DATASET RECORDS:
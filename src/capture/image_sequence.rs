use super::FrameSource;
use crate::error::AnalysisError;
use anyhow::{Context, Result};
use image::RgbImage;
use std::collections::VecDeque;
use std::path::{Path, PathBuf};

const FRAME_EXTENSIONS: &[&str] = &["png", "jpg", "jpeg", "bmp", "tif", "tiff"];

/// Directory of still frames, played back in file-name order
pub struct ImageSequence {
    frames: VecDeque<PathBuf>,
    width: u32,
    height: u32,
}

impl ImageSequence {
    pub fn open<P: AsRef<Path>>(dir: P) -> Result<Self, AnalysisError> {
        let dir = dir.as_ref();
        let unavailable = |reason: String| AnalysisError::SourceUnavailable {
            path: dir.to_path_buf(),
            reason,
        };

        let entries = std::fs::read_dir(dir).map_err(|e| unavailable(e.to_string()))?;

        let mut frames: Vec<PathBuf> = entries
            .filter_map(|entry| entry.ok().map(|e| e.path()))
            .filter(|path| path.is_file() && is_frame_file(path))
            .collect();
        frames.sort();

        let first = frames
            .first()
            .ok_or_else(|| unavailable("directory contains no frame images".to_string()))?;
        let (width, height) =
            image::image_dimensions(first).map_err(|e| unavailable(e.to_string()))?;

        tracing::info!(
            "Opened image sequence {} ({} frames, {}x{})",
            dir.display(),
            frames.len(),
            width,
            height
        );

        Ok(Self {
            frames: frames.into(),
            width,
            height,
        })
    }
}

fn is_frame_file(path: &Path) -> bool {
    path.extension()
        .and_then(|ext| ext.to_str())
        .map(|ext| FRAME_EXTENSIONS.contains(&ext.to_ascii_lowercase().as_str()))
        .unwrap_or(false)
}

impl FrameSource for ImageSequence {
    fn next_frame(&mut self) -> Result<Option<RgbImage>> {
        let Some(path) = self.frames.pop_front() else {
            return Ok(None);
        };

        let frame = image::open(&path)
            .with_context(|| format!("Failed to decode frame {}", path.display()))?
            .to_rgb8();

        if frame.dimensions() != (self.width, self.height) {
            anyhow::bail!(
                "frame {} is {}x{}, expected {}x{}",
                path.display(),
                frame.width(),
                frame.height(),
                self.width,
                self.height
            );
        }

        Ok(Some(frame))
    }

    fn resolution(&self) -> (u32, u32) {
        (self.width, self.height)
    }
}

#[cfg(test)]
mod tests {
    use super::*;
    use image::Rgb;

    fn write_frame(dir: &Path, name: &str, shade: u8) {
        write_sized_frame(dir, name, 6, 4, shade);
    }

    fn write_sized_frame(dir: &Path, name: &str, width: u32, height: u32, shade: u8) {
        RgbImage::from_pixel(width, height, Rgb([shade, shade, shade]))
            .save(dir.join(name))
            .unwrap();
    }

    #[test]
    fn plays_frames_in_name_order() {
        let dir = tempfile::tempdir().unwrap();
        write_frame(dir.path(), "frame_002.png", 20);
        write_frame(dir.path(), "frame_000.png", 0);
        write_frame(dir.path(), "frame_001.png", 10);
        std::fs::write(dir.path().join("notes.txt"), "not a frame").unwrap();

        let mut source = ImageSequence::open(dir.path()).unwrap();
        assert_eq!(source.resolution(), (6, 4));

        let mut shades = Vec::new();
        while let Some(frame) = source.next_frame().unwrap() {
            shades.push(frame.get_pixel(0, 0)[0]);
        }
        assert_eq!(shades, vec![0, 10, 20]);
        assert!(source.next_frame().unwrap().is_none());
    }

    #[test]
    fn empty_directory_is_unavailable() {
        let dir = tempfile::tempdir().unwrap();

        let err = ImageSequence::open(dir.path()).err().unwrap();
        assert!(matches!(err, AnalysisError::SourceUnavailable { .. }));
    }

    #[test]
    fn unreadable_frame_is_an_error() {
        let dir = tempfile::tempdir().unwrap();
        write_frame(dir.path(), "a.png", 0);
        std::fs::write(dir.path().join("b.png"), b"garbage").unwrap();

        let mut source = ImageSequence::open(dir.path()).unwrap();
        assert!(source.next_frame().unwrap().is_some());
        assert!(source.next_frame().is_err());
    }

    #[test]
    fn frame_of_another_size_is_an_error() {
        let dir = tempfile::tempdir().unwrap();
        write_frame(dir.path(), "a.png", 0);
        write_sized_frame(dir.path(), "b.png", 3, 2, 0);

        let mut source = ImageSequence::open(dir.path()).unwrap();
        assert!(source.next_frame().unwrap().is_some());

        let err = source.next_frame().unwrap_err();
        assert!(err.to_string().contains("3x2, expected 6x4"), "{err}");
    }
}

TRY IT: For the string "RgbImage", show each line of the listing where it appears.

TASK RESPONSE:
use image::RgbImage;
    fn next_frame(&mut self) -> Result<Option<RgbImage>> {
        RgbImage::from_pixel(width, height, Rgb([shade, shade, shade]))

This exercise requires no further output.